The same U.S. military escort helped co-ordinate the meetings for both Amegan and Millington, and Amegan states he repeated what he had said to his Canadian colleague about Khadr being "good" and "salvageable."
"This opinion was also expressed by other U.S. officers encountered during my stay," said Amegan. "(The escort) said that extended detention in Guantanamo would, however, run the risk of turning him into a radical."
For now, Millington suggests, Khadr has not retained - or is perhaps letting go of - some of the fundamentalism that surrounded him as he grew up.
"Omar was praying when I first arrived for our initial visit, but did not seem bothered by missing a number of prayers over the course of our two visits, nor did he seem upset by the fact that I had not been able to find an English Qur'an in time to bring down with me," she writes.
Of the three camps run by the U.S. military's Joint Task Force, Khadr is held in the "medium security" Camp 4, where detainees can mix outdoors with one another on their respective small blocks for up to 20 hours a day, and have access to an exercise yard for two hours a day.
According to Millington, Khadr is "well liked both within the camp" and by the guards.
"JTF staff seem to look out for him by stopping by to chat on occasion, convincing him to meet with his lawyers and encouraging him to 'keep his nose clean'," she writes.
She also goes into more detail about what Khadr told her of his ambitions.
"He is particularly fixated with wanting to travel and see the world, connect to people from a variety of different cultures and . . . simply live a 'normal life' and be a normal person."
Millington says Khadr has focused on a number of specific goals, including becoming an Emergency Medical Technician, launching a charity to help "the neediest" in Africa, or "perhaps work" for the International Red Cross.
Khadr's father, killed in a 2003 raid by Pakistani forces, launched a charity that American prosecutors said channelled money to terrorist training camps in Afghanistan.
Millington says of the younger Khadr: "He broached the topic of public scrutiny of any organization in which he is involved, and for this reason indicated he would like to conduct all work openly and transparently, under the auspices of the United Nations."
Amegan says Khadr was receiving no formal education, and despite JTF's plans to offer the "compliant" detainees of Camp 4 literacy classes in English, Pashto and Arabic, there were "currently no teachers."
"There is a TV room where movies, nature programs and highlights of international soccer games are shown," he writes. "There is also a library . . . from which Mr. Khadr borrows novels."
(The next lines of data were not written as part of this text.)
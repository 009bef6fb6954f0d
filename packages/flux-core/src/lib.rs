//! # Flux Core
//!
//! The peer-to-peer file-transfer engine: chunking and optional
//! compression (C5/C6) layered on a reliable ordered datagram channel
//! (C8), driven by a sender/receiver state machine (C7) that negotiates
//! the channel through the [`flux-relay`](https://github.com/user/flux)
//! signaling broker.
//!
//! ## Module map
//!
//! - [`signaling`] — client-side mirror of the broker's wire protocol (C4)
//! - [`storage`] — chunk framing: split, serialize, reassemble (C5)
//! - [`compression`] — per-chunk compression policy and codec (C6)
//! - [`transfer`] — the sender/receiver state machine (C7)
//! - [`datagram`] — the reliable datagram channel contract and its
//!   browser-backed implementation (C8)
//! - [`error`] — the crate's error taxonomy
//!
//! This crate never touches file bytes on disk or draws any UI — it is
//! linked into a native app or compiled to WASM by a host that owns the
//! file picker, the signaling socket, and the progress display.

pub mod compression;
pub mod datagram;
pub mod error;
pub mod signaling;
pub mod storage;
pub mod transfer;

pub use error::{Error, Result};
pub use transfer::{OutboundFile, TransferConfig, TransferEvent, TransferSession, TransferState};

/// Returns the version of flux-core.
pub fn version() -> &'static str {
    env!("CARGO_PKG_VERSION")
}
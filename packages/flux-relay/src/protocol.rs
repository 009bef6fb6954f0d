//! Signaling protocol message definitions.
//!
//! The broker speaks a JSON-over-WebSocket protocol. Offer/answer/candidate
//! payloads are opaque to the broker — it only ever rewrites the envelope
//! (`from_peer_id`/`target_peer_id`), never the SDP inside.

use serde::{Deserialize, Serialize};

/// Peer role within a room. Exactly one of each role may be present at a time.
#[derive(Debug, Clone, Copy, PartialEq, Eq, Serialize, Deserialize)]
#[serde(rename_all = "snake_case")]
pub enum Role {
    Sender,
    Receiver,
}

// ── Client → Broker ─────────────────────────────────────────────────────────

/// Messages sent from a client to the broker.
#[derive(Debug, Clone, Serialize, Deserialize)]
#[serde(tag = "type", rename_all = "snake_case")]
pub enum ClientMessage {
    /// Register this connection as the room's receiver and mint a fresh code.
    GenerateCode,

    /// Join a room using a previously generated code.
    JoinRoom { code: String, role: Role },

    /// Opaque SDP offer, relayed unmodified to `target_peer_id`.
    WebrtcOffer {
        target_peer_id: String,
        payload: serde_json::Value,
    },

    /// Opaque SDP answer, relayed unmodified to `target_peer_id`.
    WebrtcAnswer {
        target_peer_id: String,
        payload: serde_json::Value,
    },

    /// Opaque ICE candidate, relayed unmodified to `target_peer_id`.
    IceCandidate {
        target_peer_id: String,
        payload: serde_json::Value,
    },

    /// Mint a reconnection lock bound to `peer_id`.
    LockConnection { peer_id: String },

    /// Redeem a reconnection lock, inheriting its peer's role in the room.
    ReconnectWithLock { lock_id: String },

    /// Broadcast transfer progress to the other peer(s) in the room.
    TransferStatus {
        status: String,
        progress: f64,
        speed: f64,
    },
}

// ── Broker → Client ──────────────────────────────────────────────────────────

/// Messages sent from the broker to a client.
#[derive(Debug, Clone, Serialize, Deserialize)]
#[serde(tag = "type", rename_all = "snake_case")]
pub enum ServerMessage {
    /// Reply to `generate_code`.
    CodeGenerated {
        code: String,
        room_id: String,
        timestamp: i64,
    },

    /// A peer (re)joined the room — sent to every existing peer, including
    /// the echo to a connection that just redeemed a reconnection lock.
    PeerJoined { peer_id: String, role: Role },

    /// A peer left the room (disconnect, or reconnect-with-lock supersession).
    PeerLeft { peer_id: String },

    /// Reply to `lock_connection`.
    ConnectionLocked { lock_id: String, expires_at: i64 },

    /// Relayed offer, annotated with the sender's connection id.
    WebrtcOffer {
        from_peer_id: String,
        payload: serde_json::Value,
    },

    /// Relayed answer, annotated with the sender's connection id.
    WebrtcAnswer {
        from_peer_id: String,
        payload: serde_json::Value,
    },

    /// Relayed ICE candidate, annotated with the sender's connection id.
    IceCandidate {
        from_peer_id: String,
        payload: serde_json::Value,
    },

    /// Relayed transfer progress from a peer.
    PeerStatus {
        from_peer_id: String,
        status: String,
        progress: f64,
        speed: f64,
    },

    /// Wire-level error. `code` is one of the fixed strings in
    /// [`crate::error::Error::wire_code`].
    Error { code: String, message: String },
}

#[cfg(test)]
mod tests {
    use super::*;

    #[test]
    fn generate_code_serialization() {
        let msg = ClientMessage::GenerateCode;
        let json = serde_json::to_string(&msg).unwrap();
        assert_eq!(json, "{\"type\":\"generate_code\"}");
    }

    #[test]
    fn join_room_round_trip() {
        let msg = ClientMessage::JoinRoom {
            code: "000042".to_string(),
            role: Role::Sender,
        };
        let json = serde_json::to_string(&msg).unwrap();
        assert!(json.contains("\"type\":\"join_room\""));
        assert!(json.contains("\"role\":\"sender\""));

        let parsed: ClientMessage = serde_json::from_str(&json).unwrap();
        match parsed {
            ClientMessage::JoinRoom { code, role } => {
                assert_eq!(code, "000042");
                assert_eq!(role, Role::Sender);
            }
            _ => panic!("wrong variant"),
        }
    }

    #[test]
    fn webrtc_offer_round_trip() {
        let msg = ClientMessage::WebrtcOffer {
            target_peer_id: "peer-b".to_string(),
            payload: serde_json::json!({"sdp": "v=0..."}),
        };
        let json = serde_json::to_string(&msg).unwrap();
        assert!(json.contains("\"type\":\"webrtc_offer\""));

        let parsed: ClientMessage = serde_json::from_str(&json).unwrap();
        match parsed {
            ClientMessage::WebrtcOffer { target_peer_id, payload } => {
                assert_eq!(target_peer_id, "peer-b");
                assert_eq!(payload["sdp"], "v=0...");
            }
            _ => panic!("wrong variant"),
        }
    }

    #[test]
    fn lock_connection_and_reconnect_round_trip() {
        let lock = ClientMessage::LockConnection {
            peer_id: "peer-a".to_string(),
        };
        let json = serde_json::to_string(&lock).unwrap();
        assert!(json.contains("\"type\":\"lock_connection\""));

        let reconnect = ClientMessage::ReconnectWithLock {
            lock_id: "lock-xyz".to_string(),
        };
        let json = serde_json::to_string(&reconnect).unwrap();
        assert!(json.contains("\"type\":\"reconnect_with_lock\""));
    }

    #[test]
    fn transfer_status_round_trip() {
        let msg = ClientMessage::TransferStatus {
            status: "transferring".to_string(),
            progress: 0.5,
            speed: 1024.0,
        };
        let json = serde_json::to_string(&msg).unwrap();
        let parsed: ClientMessage = serde_json::from_str(&json).unwrap();
        let json2 = serde_json::to_string(&parsed).unwrap();
        assert_eq!(json, json2);
    }

    #[test]
    fn all_client_message_variants_round_trip() {
        let messages = vec![
            ClientMessage::GenerateCode,
            ClientMessage::JoinRoom { code: "000001".to_string(), role: Role::Receiver },
            ClientMessage::WebrtcOffer {
                target_peer_id: "p1".to_string(),
                payload: serde_json::json!({"sdp": "offer"}),
            },
            ClientMessage::WebrtcAnswer {
                target_peer_id: "p1".to_string(),
                payload: serde_json::json!({"sdp": "answer"}),
            },
            ClientMessage::IceCandidate {
                target_peer_id: "p1".to_string(),
                payload: serde_json::json!({"candidate": "..."}),
            },
            ClientMessage::LockConnection { peer_id: "p1".to_string() },
            ClientMessage::ReconnectWithLock { lock_id: "l1".to_string() },
            ClientMessage::TransferStatus {
                status: "waiting".to_string(),
                progress: 0.0,
                speed: 0.0,
            },
        ];

        for msg in messages {
            let json = serde_json::to_string(&msg).unwrap();
            let parsed: ClientMessage = serde_json::from_str(&json).unwrap();
            let json2 = serde_json::to_string(&parsed).unwrap();
            assert_eq!(json, json2);
        }
    }

    #[test]
    fn server_message_code_generated_serialization() {
        let msg = ServerMessage::CodeGenerated {
            code: "000042".to_string(),
            room_id: "000042".to_string(),
            timestamp: 1_700_000_000,
        };
        let json = serde_json::to_string(&msg).unwrap();
        assert!(json.contains("\"type\":\"code_generated\""));
        assert!(json.contains("000042"));
    }

    #[test]
    fn server_message_error_serialization() {
        let msg = ServerMessage::Error {
            code: "ROOM_FULL".to_string(),
            message: "room already has two peers".to_string(),
        };
        let json = serde_json::to_string(&msg).unwrap();
        assert!(json.contains("\"type\":\"error\""));
        assert!(json.contains("ROOM_FULL"));
    }

    #[test]
    fn all_server_message_variants_round_trip() {
        let messages = vec![
            ServerMessage::CodeGenerated {
                code: "000042".to_string(),
                room_id: "000042".to_string(),
                timestamp: 0,
            },
            ServerMessage::PeerJoined {
                peer_id: "p1".to_string(),
                role: Role::Sender,
            },
            ServerMessage::PeerLeft { peer_id: "p1".to_string() },
            ServerMessage::ConnectionLocked {
                lock_id: "l1".to_string(),
                expires_at: 0,
            },
            ServerMessage::WebrtcOffer {
                from_peer_id: "p1".to_string(),
                payload: serde_json::json!({"sdp": "x"}),
            },
            ServerMessage::WebrtcAnswer {
                from_peer_id: "p1".to_string(),
                payload: serde_json::json!({"sdp": "x"}),
            },
            ServerMessage::IceCandidate {
                from_peer_id: "p1".to_string(),
                payload: serde_json::json!({"candidate": "x"}),
            },
            ServerMessage::PeerStatus {
                from_peer_id: "p1".to_string(),
                status: "transferring".to_string(),
                progress: 0.1,
                speed: 1.0,
            },
            ServerMessage::Error {
                code: "INVALID_CODE".to_string(),
                message: "no such code".to_string(),
            },
        ];

        for msg in messages {
            let json = serde_json::to_string(&msg).unwrap();
            let parsed: ServerMessage = serde_json::from_str(&json).unwrap();
            let json2 = serde_json::to_string(&parsed).unwrap();
            assert_eq!(json, json2);
        }
    }
}
//! Client-side mirror of the broker's C4 signaling protocol.
//!
//! Must match `ClientMessage`/`ServerMessage` in the `flux-relay` crate
//! field-for-field — these two definitions are the two ends of the same
//! wire contract, kept in separate crates because the broker and the
//! transfer engine ship as separate binaries (one native, one to WASM).

use serde::{Deserialize, Serialize};

/// Peer role within a room.
#[derive(Debug, Clone, Copy, PartialEq, Eq, Serialize, Deserialize)]
#[serde(rename_all = "snake_case")]
pub enum Role {
    Sender,
    Receiver,
}

/// Messages sent from this client to the broker.
#[derive(Debug, Clone, Serialize, Deserialize)]
#[serde(tag = "type", rename_all = "snake_case")]
pub enum ClientMessage {
    GenerateCode,
    JoinRoom {
        code: String,
        role: Role,
    },
    WebrtcOffer {
        target_peer_id: String,
        payload: serde_json::Value,
    },
    WebrtcAnswer {
        target_peer_id: String,
        payload: serde_json::Value,
    },
    IceCandidate {
        target_peer_id: String,
        payload: serde_json::Value,
    },
    LockConnection {
        peer_id: String,
    },
    ReconnectWithLock {
        lock_id: String,
    },
    TransferStatus {
        status: String,
        progress: f64,
        speed: f64,
    },
}

/// Messages received from the broker.
#[derive(Debug, Clone, Serialize, Deserialize)]
#[serde(tag = "type", rename_all = "snake_case")]
pub enum ServerMessage {
    CodeGenerated {
        code: String,
        room_id: String,
        timestamp: i64,
    },
    PeerJoined {
        peer_id: String,
        role: Role,
    },
    PeerLeft {
        peer_id: String,
    },
    ConnectionLocked {
        lock_id: String,
        expires_at: i64,
    },
    WebrtcOffer {
        from_peer_id: String,
        payload: serde_json::Value,
    },
    WebrtcAnswer {
        from_peer_id: String,
        payload: serde_json::Value,
    },
    IceCandidate {
        from_peer_id: String,
        payload: serde_json::Value,
    },
    PeerStatus {
        from_peer_id: String,
        status: String,
        progress: f64,
        speed: f64,
    },
    Error {
        code: String,
        message: String,
    },
}

/// Control messages exchanged over the open datagram channel itself
/// (distinct from the signaling messages above, which only ever travel
/// through the broker).
#[derive(Debug, Clone, Serialize, Deserialize)]
#[serde(tag = "type", rename_all = "snake_case")]
pub enum DataChannelControl {
    FileMetadata {
        metadata: crate::storage::ChunkMetadata,
        compressed: bool,
        encrypted: bool,
    },
    TransferComplete,
}

#[cfg(test)]
mod tests {
    use super::*;

    #[test]
    fn generate_code_matches_broker_wire_form() {
        let json = serde_json::to_string(&ClientMessage::GenerateCode).unwrap();
        assert_eq!(json, "{\"type\":\"generate_code\"}");
    }

    #[test]
    fn join_room_round_trips() {
        let msg = ClientMessage::JoinRoom { code: "000042".to_string(), role: Role::Sender };
        let json = serde_json::to_string(&msg).unwrap();
        let parsed: ClientMessage = serde_json::from_str(&json).unwrap();
        match parsed {
            ClientMessage::JoinRoom { code, role } => {
                assert_eq!(code, "000042");
                assert_eq!(role, Role::Sender);
            }
            _ => panic!("wrong variant"),
        }
    }

    #[test]
    fn data_channel_control_file_metadata_round_trips() {
        let metadata = crate::storage::ChunkMetadata::new(
            "hello.txt".to_string(),
            "text/plain".to_string(),
            13,
            16,
        );
        let msg = DataChannelControl::FileMetadata {
            metadata,
            compressed: false,
            encrypted: false,
        };
        let json = serde_json::to_string(&msg).unwrap();
        assert!(json.contains("\"type\":\"file_metadata\""));
        let parsed: DataChannelControl = serde_json::from_str(&json).unwrap();
        match parsed {
            DataChannelControl::FileMetadata { metadata, compressed, .. } => {
                assert_eq!(metadata.file_name, "hello.txt");
                assert!(!compressed);
            }
            _ => panic!("wrong variant"),
        }
    }

    #[test]
    fn transfer_complete_serializes_with_no_fields() {
        let json = serde_json::to_string(&DataChannelControl::TransferComplete).unwrap();
        assert_eq!(json, "{\"type\":\"transfer_complete\"}");
    }

    #[test]
    fn server_error_round_trips() {
        let msg = ServerMessage::Error { code: "ROOM_FULL".to_string(), message: "full".to_string() };
        let json = serde_json::to_string(&msg).unwrap();
        let parsed: ServerMessage = serde_json::from_str(&json).unwrap();
        match parsed {
            ServerMessage::Error { code, .. } => assert_eq!(code, "ROOM_FULL"),
            _ => panic!("wrong variant"),
        }
    }
}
He indicated Khadr, who speaks English, Arabic, Pashto and Farsi, would "like to improve his writing skills" and has a dictionary "that he tries to learn things from."
"He expressed interest in learning French and asked for a book on French for beginners," Amegan writes. "He had been provided with workbooks in mathematics during a previous visit but he said that it was too difficult for him without help."